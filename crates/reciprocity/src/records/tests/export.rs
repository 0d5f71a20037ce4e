use super::common::*;
use crate::assessment::score;
use crate::records::domain::AssessmentRow;
use crate::records::export::{csv_bytes, xlsx_bytes, EXPORT_COLUMNS};

fn sample_row() -> AssessmentRow {
    AssessmentRow {
        id: 7,
        user_id: 3,
        subject_name: "R&D \"Lead\" Example".to_string(),
        timestamp: "2026-02-03T04:05:06+00:00".to_string(),
        scores: score(&sample_aggregates()),
        raw_json: "{\"schema_version\":1}".to_string(),
    }
}

#[test]
fn csv_uses_the_shared_column_layout() {
    let bytes = csv_bytes(&[sample_row()]).expect("csv");

    let mut reader = csv::Reader::from_reader(bytes.as_slice());
    let headers = reader.headers().expect("headers").clone();
    let columns: Vec<&str> = headers.iter().collect();
    assert_eq!(columns, EXPORT_COLUMNS);

    let record = reader
        .records()
        .next()
        .expect("one record")
        .expect("valid record");
    assert_eq!(&record[0], "7");
    assert_eq!(&record[2], "R&D \"Lead\" Example");
    assert_eq!(&record[4], "80");
    assert_eq!(&record[10], "68.5");
    assert_eq!(&record[12], "Mixed / Needs deeper assessment");
    assert_eq!(&record[13], "64.5");
    assert_eq!(&record[14], "{\"schema_version\":1}");
}

#[test]
fn csv_of_no_rows_is_just_the_header() {
    let bytes = csv_bytes(&[]).expect("csv");
    let text = String::from_utf8(bytes).expect("utf-8");
    assert_eq!(text.lines().count(), 1);
}

#[cfg(feature = "xlsx")]
#[test]
fn xlsx_archive_carries_the_expected_parts() {
    use std::io::{Cursor, Read};
    use zip::ZipArchive;

    let bytes = xlsx_bytes(&[sample_row()]).expect("xlsx");
    assert_eq!(&bytes[..2], b"PK");

    let mut archive = ZipArchive::new(Cursor::new(bytes)).expect("zip opens");
    for part in [
        "[Content_Types].xml",
        "_rels/.rels",
        "xl/workbook.xml",
        "xl/_rels/workbook.xml.rels",
        "xl/worksheets/sheet1.xml",
    ] {
        assert!(archive.by_name(part).is_ok(), "missing part {part}");
    }

    let mut sheet = String::new();
    archive
        .by_name("xl/worksheets/sheet1.xml")
        .expect("worksheet")
        .read_to_string(&mut sheet)
        .expect("worksheet xml");
    assert!(sheet.contains("<t>subject_name</t>"));
    assert!(sheet.contains("R&amp;D &quot;Lead&quot; Example"));
    assert!(sheet.contains("<c t=\"n\"><v>68.5</v></c>"));
}

#[cfg(not(feature = "xlsx"))]
#[test]
fn xlsx_reports_disabled_when_the_feature_is_off() {
    use crate::records::export::ExportError;

    let result = xlsx_bytes(&[sample_row()]);
    assert!(matches!(result, Err(ExportError::XlsxDisabled)));
}
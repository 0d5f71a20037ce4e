use super::domain::AssessmentRow;

/// Column layout shared by the CSV and XLSX exports. Matches the stored
/// table shape so a dump can be re-imported without remapping.
pub const EXPORT_COLUMNS: [&str; 15] = [
    "id",
    "user_id",
    "subject_name",
    "timestamp",
    "TP",
    "BI",
    "OE",
    "LC",
    "SC",
    "PS",
    "IOS",
    "EOS",
    "CLASSIFICATION",
    "CONFIDENCE",
    "raw_json",
];

#[derive(Debug, thiserror::Error)]
pub enum ExportError {
    #[error("xlsx export is not enabled in this build")]
    XlsxDisabled,
    #[error("could not assemble export: {0}")]
    Encode(String),
}

/// Serializes rows as CSV with the shared column layout.
pub fn csv_bytes(rows: &[AssessmentRow]) -> Result<Vec<u8>, ExportError> {
    let mut writer = csv::Writer::from_writer(Vec::new());
    writer.write_record(EXPORT_COLUMNS).map_err(encode_error)?;
    for row in rows {
        writer.write_record(row_fields(row)).map_err(encode_error)?;
    }
    writer.into_inner().map_err(encode_error)
}

/// Writes rows as a minimal SpreadsheetML workbook: a zip container with
/// the content-types part, the relationship parts, one workbook, and one
/// inline-string worksheet.
#[cfg(feature = "xlsx")]
pub fn xlsx_bytes(rows: &[AssessmentRow]) -> Result<Vec<u8>, ExportError> {
    use std::io::{Cursor, Write};
    use zip::write::SimpleFileOptions;
    use zip::ZipWriter;

    let mut archive = ZipWriter::new(Cursor::new(Vec::new()));
    let options = SimpleFileOptions::default();

    let parts: [(&str, String); 5] = [
        ("[Content_Types].xml", CONTENT_TYPES_XML.to_string()),
        ("_rels/.rels", ROOT_RELS_XML.to_string()),
        ("xl/workbook.xml", WORKBOOK_XML.to_string()),
        ("xl/_rels/workbook.xml.rels", WORKBOOK_RELS_XML.to_string()),
        ("xl/worksheets/sheet1.xml", worksheet_xml(rows)),
    ];

    for (name, content) in parts {
        archive.start_file(name, options).map_err(encode_error)?;
        archive
            .write_all(content.as_bytes())
            .map_err(encode_error)?;
    }

    let cursor = archive.finish().map_err(encode_error)?;
    Ok(cursor.into_inner())
}

#[cfg(not(feature = "xlsx"))]
pub fn xlsx_bytes(_rows: &[AssessmentRow]) -> Result<Vec<u8>, ExportError> {
    Err(ExportError::XlsxDisabled)
}

fn encode_error<E: std::fmt::Display>(err: E) -> ExportError {
    ExportError::Encode(err.to_string())
}

fn row_fields(row: &AssessmentRow) -> [String; 15] {
    let scores = &row.scores;
    [
        row.id.to_string(),
        row.user_id.to_string(),
        row.subject_name.clone(),
        row.timestamp.clone(),
        scores.inputs.tp.to_string(),
        scores.inputs.bi.to_string(),
        scores.inputs.oe.to_string(),
        scores.inputs.lc.to_string(),
        scores.inputs.sc.to_string(),
        scores.inputs.ps.to_string(),
        scores.ios.to_string(),
        scores.eos.to_string(),
        scores.classification.label().to_string(),
        scores.confidence.to_string(),
        row.raw_json.clone(),
    ]
}

/// Which export columns carry numbers; the rest are inline strings.
#[cfg(feature = "xlsx")]
const NUMERIC_COLUMNS: [bool; 15] = [
    true, true, false, false, true, true, true, true, true, true, true, true, false, true, false,
];

#[cfg(feature = "xlsx")]
fn worksheet_xml(rows: &[AssessmentRow]) -> String {
    let mut body = String::from(
        "<?xml version=\"1.0\" encoding=\"UTF-8\" standalone=\"yes\"?>\
         <worksheet xmlns=\"http://schemas.openxmlformats.org/spreadsheetml/2006/main\">\
         <sheetData>",
    );

    body.push_str("<row>");
    for column in EXPORT_COLUMNS {
        push_text_cell(&mut body, column);
    }
    body.push_str("</row>");

    for row in rows {
        body.push_str("<row>");
        for (index, field) in row_fields(row).iter().enumerate() {
            if NUMERIC_COLUMNS[index] {
                body.push_str("<c t=\"n\"><v>");
                body.push_str(field);
                body.push_str("</v></c>");
            } else {
                push_text_cell(&mut body, field);
            }
        }
        body.push_str("</row>");
    }

    body.push_str("</sheetData></worksheet>");
    body
}

#[cfg(feature = "xlsx")]
fn push_text_cell(body: &mut String, value: &str) {
    body.push_str("<c t=\"inlineStr\"><is><t>");
    body.push_str(&xml_escape(value));
    body.push_str("</t></is></c>");
}

#[cfg(feature = "xlsx")]
fn xml_escape(value: &str) -> String {
    let mut escaped = String::with_capacity(value.len());
    for ch in value.chars() {
        match ch {
            '&' => escaped.push_str("&amp;"),
            '<' => escaped.push_str("&lt;"),
            '>' => escaped.push_str("&gt;"),
            '"' => escaped.push_str("&quot;"),
            _ => escaped.push(ch),
        }
    }
    escaped
}

#[cfg(feature = "xlsx")]
const CONTENT_TYPES_XML: &str = r#"<?xml version="1.0" encoding="UTF-8" standalone="yes"?>
<Types xmlns="http://schemas.openxmlformats.org/package/2006/content-types"><Default Extension="rels" ContentType="application/vnd.openxmlformats-package.relationships+xml"/><Default Extension="xml" ContentType="application/xml"/><Override PartName="/xl/workbook.xml" ContentType="application/vnd.openxmlformats-officedocument.spreadsheetml.sheet.main+xml"/><Override PartName="/xl/worksheets/sheet1.xml" ContentType="application/vnd.openxmlformats-officedocument.spreadsheetml.worksheet+xml"/></Types>"#;

#[cfg(feature = "xlsx")]
const ROOT_RELS_XML: &str = r#"<?xml version="1.0" encoding="UTF-8" standalone="yes"?>
<Relationships xmlns="http://schemas.openxmlformats.org/package/2006/relationships"><Relationship Id="rId1" Type="http://schemas.openxmlformats.org/officeDocument/2006/relationships/officeDocument" Target="xl/workbook.xml"/></Relationships>"#;

#[cfg(feature = "xlsx")]
const WORKBOOK_XML: &str = r#"<?xml version="1.0" encoding="UTF-8" standalone="yes"?>
<workbook xmlns="http://schemas.openxmlformats.org/spreadsheetml/2006/main" xmlns:r="http://schemas.openxmlformats.org/officeDocument/2006/relationships"><sheets><sheet name="Assessments" sheetId="1" r:id="rId1"/></sheets></workbook>"#;

#[cfg(feature = "xlsx")]
const WORKBOOK_RELS_XML: &str = r#"<?xml version="1.0" encoding="UTF-8" standalone="yes"?>
<Relationships xmlns="http://schemas.openxmlformats.org/package/2006/relationships"><Relationship Id="rId1" Type="http://schemas.openxmlformats.org/officeDocument/2006/relationships/worksheet" Target="worksheets/sheet1.xml"/></Relationships>"#;
mod password;
mod provider;
mod token;

pub use password::{hash_password, verify_password, PasswordError};
pub use provider::{
    AuthError, AuthProvider, Identity, FIXTURE_EMAIL, FIXTURE_TOKEN, FIXTURE_USER_ID,
};
pub use token::{sign_token, verify_token, Claims, TokenError};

- - -

▶ What the exercise asks: Scan the records for lines that hold "super", and reproduce each one you find.

▶ Solved problem:
use super::common::*;
use super::domain::AssessmentRow;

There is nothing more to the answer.